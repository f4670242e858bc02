pub mod quick_sort;

pub use quick_sort::{quick_sort, quick_sort_by};
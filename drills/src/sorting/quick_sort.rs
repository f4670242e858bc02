//! In-place quicksort (Lomuto partition, middle element as pivot).
//!
//! Recurses into the smaller side and loops on the larger, so stack depth
//! stays O(log N). Not stable. Used where exercises need their input ordered before a
//! two-pointer or sweep pass.

use std::cmp::Ordering;

pub fn quick_sort<T: Ord>(arr: &mut [T]) {
    quick_sort_by(arr, &mut |a: &T, b: &T| a.cmp(b));
}

pub fn quick_sort_by<T, F>(mut arr: &mut [T], cmp: &mut F)
where
    F: FnMut(&T, &T) -> Ordering,
{
    while arr.len() > 1 {
        let pivot = partition(arr, cmp);
        let (left, right) = std::mem::take(&mut arr).split_at_mut(pivot);
        let right = &mut right[1..];
        if left.len() < right.len() {
            quick_sort_by(left, cmp);
            arr = right;
        } else {
            quick_sort_by(right, cmp);
            arr = left;
        }
    }
}

fn partition<T, F>(arr: &mut [T], cmp: &mut F) -> usize
where
    F: FnMut(&T, &T) -> Ordering,
{
    let len = arr.len();
    arr.swap(len / 2, len - 1);
    let pivot_index = len - 1;
    let mut i = 0;
    for j in 0..pivot_index {
        if cmp(&arr[j], &arr[pivot_index]) != Ordering::Greater {
            arr.swap(i, j);
            i += 1;
        }
    }
    arr.swap(i, pivot_index);
    i
}

#[cfg(test)]
mod tests {
    use super::*;

    #[test]
    fn sorts_with_duplicates() {
        let mut v = vec![3, -1, 3, 0, 7, -1, 2];
        quick_sort(&mut v);
        assert_eq!(v, vec![-1, -1, 0, 2, 3, 3, 7]);
    }

    #[test]
    fn sorts_by_key() {
        let mut v = vec![(2, 'b'), (1, 'a'), (3, 'c')];
        quick_sort_by(&mut v, &mut |a, b| a.0.cmp(&b.0));
        assert_eq!(v, vec![(1, 'a'), (2, 'b'), (3, 'c')]);
    }

    #[test]
    fn equal_keys_do_not_deepen_recursion() {
        let mut v = vec![7u8; 5_000];
        v.push(1);
        quick_sort(&mut v);
        assert_eq!(v[0], 1);
        assert!(v[1..].iter().all(|&x| x == 7));
    }

    #[test]
    fn handles_trivial_slices() {
        let mut empty: Vec<u8> = vec![];
        quick_sort(&mut empty);
        let mut one = vec![9];
        quick_sort(&mut one);
        assert_eq!(one, vec![9]);
    }
}
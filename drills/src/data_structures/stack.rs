//! Stack — LIFO view over ArrayList.
//!
//! Variables:
//!   items : ArrayList<T>  — backing storage, top at items[N-1]
//!   N     : usize         — current number of elements
//!
//! Equations:
//!   push(x): items[N] = x,  N' = N + 1        O(1) amortised
//!   pop():   N == 0 => None,  else items[N-1]  O(1)
//!   peek():  N == 0 => None,  else &items[N-1] O(1)

use super::array_list::ArrayList;

#[derive(Debug, Clone, Default)]
pub struct Stack<T> {
    items: ArrayList<T>,
}

impl<T> Stack<T> {
    pub fn new() -> Self { Self { items: ArrayList::new() } }
    pub fn push(&mut self, val: T)      { self.items.push(val); }
    pub fn pop(&mut self) -> Option<T>  { self.items.pop() }
    pub fn peek(&self) -> Option<&T>    { self.items.last() }
    pub fn is_empty(&self) -> bool      { self.items.is_empty() }
    pub fn len(&self) -> usize          { self.items.len() }
}

impl<T> Extend<T> for Stack<T> {
    fn extend<I: IntoIterator<Item = T>>(&mut self, iter: I) {
        self.items.extend(iter);
    }
}

#[cfg(test)]
mod tests {
    use super::*;

    #[test]
    fn pops_in_reverse_push_order() {
        let mut stack = Stack::new();
        stack.extend([1, 2, 3]);
        assert_eq!(stack.peek(), Some(&3));
        assert_eq!(stack.pop(), Some(3));
        assert_eq!(stack.pop(), Some(2));
        assert_eq!(stack.len(), 1);
        assert_eq!(stack.pop(), Some(1));
        assert!(stack.is_empty());
    }

    #[test]
    fn empty_stack_reports_none() {
        let mut stack: Stack<char> = Stack::new();
        assert_eq!(stack.peek(), None);
        assert_eq!(stack.pop(), None);
    }

    #[test]
    fn stored_zero_is_distinguishable_from_empty() {
        let mut stack = Stack::new();
        stack.push(0);
        assert_eq!(stack.pop(), Some(0));
        assert_eq!(stack.pop(), None);
    }
}
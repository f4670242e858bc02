//! Prefix tree keyed by `char`.
//!
//! Variables:
//!   children : HashMap<char, TrieNode>   — one edge per next character
//!   is_end   : bool                      — a stored word ends here
//!
//! Equations:
//!   insert(w):      walk/create |w| edges, mark end       O(|w|)
//!   search(w):      walk |w| edges, require end mark      O(|w|)
//!   starts_with(p): walk |p| edges                        O(|p|)

use std::collections::HashMap;

#[derive(Debug, Clone, Default)]
struct TrieNode {
    children: HashMap<char, TrieNode>,
    is_end: bool,
}

#[derive(Debug, Clone, Default)]
pub struct Trie {
    root: TrieNode,
    words: usize,
}

impl Trie {
    pub fn new() -> Self {
        Self::default()
    }

    pub fn insert(&mut self, word: &str) {
        let mut node = &mut self.root;
        for ch in word.chars() {
            node = node.children.entry(ch).or_default();
        }
        if !node.is_end {
            node.is_end = true;
            self.words += 1;
        }
    }

    pub fn search(&self, word: &str) -> bool {
        self.walk(word).is_some_and(|node| node.is_end)
    }

    pub fn starts_with(&self, prefix: &str) -> bool {
        self.walk(prefix).is_some()
    }

    /// Distinct words stored.
    pub fn len(&self) -> usize {
        self.words
    }

    pub fn is_empty(&self) -> bool {
        self.words == 0
    }

    fn walk(&self, prefix: &str) -> Option<&TrieNode> {
        prefix
            .chars()
            .try_fold(&self.root, |node, ch| node.children.get(&ch))
    }
}

impl<'a> Extend<&'a str> for Trie {
    fn extend<I: IntoIterator<Item = &'a str>>(&mut self, iter: I) {
        for word in iter {
            self.insert(word);
        }
    }
}

#[cfg(test)]
mod tests {
    use super::*;

    #[test]
    fn word_versus_prefix() {
        let mut trie = Trie::new();
        trie.insert("apple");
        assert!(trie.search("apple"));
        assert!(!trie.search("app"));
        assert!(trie.starts_with("app"));
        trie.insert("app");
        assert!(trie.search("app"));
        assert_eq!(trie.len(), 2);
    }

    #[test]
    fn empty_prefix_always_matches() {
        let trie = Trie::new();
        assert!(trie.starts_with(""));
        assert!(!trie.search(""));
        assert!(trie.is_empty());
    }

    #[test]
    fn reinserting_is_idempotent() {
        let mut trie = Trie::new();
        trie.extend(["go", "go", "gone"]);
        assert_eq!(trie.len(), 2);
        assert!(!trie.starts_with("gz"));
    }
}
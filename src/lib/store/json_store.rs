use std::io::ErrorKind;
use std::path::PathBuf;

use serde::de::DeserializeOwned;
use serde::Serialize;
use tokio::fs;

use super::StoreError;

/// Accessor for one JSON document on disk. Every read parses the whole file
/// and every save replaces it; the file is the only authoritative state.
pub struct JsonStore {
    path: PathBuf,
}

impl JsonStore {
    pub fn new(path: impl Into<PathBuf>) -> Self {
        Self { path: path.into() }
    }

    /// Reads and parses the document. `Ok(None)` means the file does not
    /// exist yet; any other failure is `StoreError::Unavailable`.
    pub async fn load<T>(&self) -> Result<Option<T>, StoreError>
    where
        T: DeserializeOwned,
    {
        let raw = match fs::read_to_string(&self.path).await {
            Ok(raw) => raw,
            Err(err) if err.kind() == ErrorKind::NotFound => return Ok(None),
            Err(err) => return Err(StoreError::Unavailable(err.into())),
        };

        let document =
            serde_json::from_str(&raw).map_err(|err| StoreError::Unavailable(err.into()))?;
        Ok(Some(document))
    }

    /// Serializes the document and replaces the file. The write goes to a
    /// sibling temp file first and is renamed into place, so a concurrent
    /// reader never observes a half-written document.
    pub async fn save<T>(&self, document: &T) -> Result<(), StoreError>
    where
        T: Serialize,
    {
        let raw = serde_json::to_vec(document).map_err(|err| StoreError::WriteFailed(err.into()))?;

        let tmp = self.path.with_extension("tmp");
        fs::write(&tmp, &raw)
            .await
            .map_err(|err| StoreError::WriteFailed(err.into()))?;
        if let Err(err) = fs::rename(&tmp, &self.path).await {
            let _ = fs::remove_file(&tmp).await;
            return Err(StoreError::WriteFailed(err.into()));
        }

        Ok(())
    }
}
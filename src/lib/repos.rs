pub mod r_posts;
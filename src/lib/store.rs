pub mod json_store;

use thiserror::Error;

/// Failure modes of the storage document.
#[derive(Debug, Error)]
pub enum StoreError {
    /// The document exists but could not be read or was not valid JSON.
    #[error("data store unavailable: {0}")]
    Unavailable(#[source] Box<dyn std::error::Error + Send + Sync>),

    /// The replacement document could not be written out.
    #[error("error writing to data store: {0}")]
    WriteFailed(#[source] Box<dyn std::error::Error + Send + Sync>),
}
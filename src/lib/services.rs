pub mod s_posts;
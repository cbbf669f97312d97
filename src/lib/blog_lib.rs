pub mod models;
pub mod repos;
pub mod services;
pub mod store;
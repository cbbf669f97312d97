pub mod c_posts;
/// Port the API listens on. The service takes no runtime configuration.
pub const BLOG_API_PORT: u16 = 3000;

/// Storage document holding the whole post collection.
pub const BLOG_DATA_FILE: &str = "./data.json";
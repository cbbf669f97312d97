use axum::http::StatusCode;
use axum::response::{IntoResponse, Response};
use axum::Json;
use serde::Serialize;
use tracing::error;

use blog_lib::store::StoreError;

#[derive(Debug, Clone, Copy, PartialEq, Eq)]
pub enum BlogWebErrorId {
    ValidationFailed,
    NotFound,
    StorageUnavailable,
    StorageWriteFailed,
}

impl BlogWebErrorId {
    fn status_code(self) -> StatusCode {
        match self {
            BlogWebErrorId::ValidationFailed => StatusCode::BAD_REQUEST,
            BlogWebErrorId::NotFound => StatusCode::NOT_FOUND,
            BlogWebErrorId::StorageUnavailable | BlogWebErrorId::StorageWriteFailed => {
                StatusCode::INTERNAL_SERVER_ERROR
            }
        }
    }
}

/// Every user-visible failure is a `{ "error": "<message>" }` body; the id
/// only selects the status code and never reaches the caller.
#[derive(Debug)]
pub struct BlogWebError {
    pub id: BlogWebErrorId,
    pub message: String,
}

impl BlogWebError {
    pub fn validation(message: impl Into<String>) -> Self {
        Self {
            id: BlogWebErrorId::ValidationFailed,
            message: message.into(),
        }
    }

    pub fn post_not_found() -> Self {
        Self {
            id: BlogWebErrorId::NotFound,
            message: "Post not found".into(),
        }
    }
}

impl From<StoreError> for BlogWebError {
    fn from(err: StoreError) -> Self {
        // The cause chain stays server-side; callers get the fixed message.
        error!("storage failure: {}", err);

        match err {
            StoreError::Unavailable(_) => Self {
                id: BlogWebErrorId::StorageUnavailable,
                message: "Data store unavailable".into(),
            },
            StoreError::WriteFailed(_) => Self {
                id: BlogWebErrorId::StorageWriteFailed,
                message: "Error writing to data store".into(),
            },
        }
    }
}

#[derive(Serialize)]
struct ErrorBody {
    error: String,
}

impl IntoResponse for BlogWebError {
    fn into_response(self) -> Response {
        let status = self.id.status_code();
        (status, Json(ErrorBody { error: self.message })).into_response()
    }
}
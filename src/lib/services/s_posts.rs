use tracing::debug;

use crate::models::post::Post;
use crate::repos::r_posts::PostsRepo;
use crate::store::StoreError;

pub async fn get_posts(repo: &PostsRepo) -> Result<Vec<Post>, StoreError> {
    debug!("s: get posts");
    repo.select_posts().await
}

pub async fn get_post(repo: &PostsRepo, post_id: u64) -> Result<Option<Post>, StoreError> {
    debug!("s: get post {}", post_id);
    repo.select_post(post_id).await
}

pub async fn create_post(
    repo: &PostsRepo,
    title: String,
    content: String,
) -> Result<Post, StoreError> {
    debug!("s: create post");
    repo.insert_post(title, content).await
}

pub async fn update_post(
    repo: &PostsRepo,
    post_id: u64,
    title: Option<String>,
    content: Option<String>,
) -> Result<Option<Post>, StoreError> {
    debug!("s: update post {}", post_id);
    repo.update_post(post_id, title, content).await
}

pub async fn delete_post(repo: &PostsRepo, post_id: u64) -> Result<bool, StoreError> {
    debug!("s: delete post {}", post_id);
    repo.delete_post(post_id).await
}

### TASK GOAL
Could you print exactly the lines from the one containing "-> Result<Post, StoreError>" through the last line of the records above?

### WRITTEN SOLUTION
) -> Result<Post, StoreError> {
    debug!("s: create post");
    repo.insert_post(title, content).await
}

pub async fn update_post(
    repo: &PostsRepo,
    post_id: u64,
    title: Option<String>,
    content: Option<String>,
) -> Result<Option<Post>, StoreError> {
    debug!("s: update post {}", post_id);
    repo.update_post(post_id, title, content).await
}

pub async fn delete_post(repo: &PostsRepo, post_id: u64) -> Result<bool, StoreError> {
    debug!("s: delete post {}", post_id);
    repo.delete_post(post_id).await
}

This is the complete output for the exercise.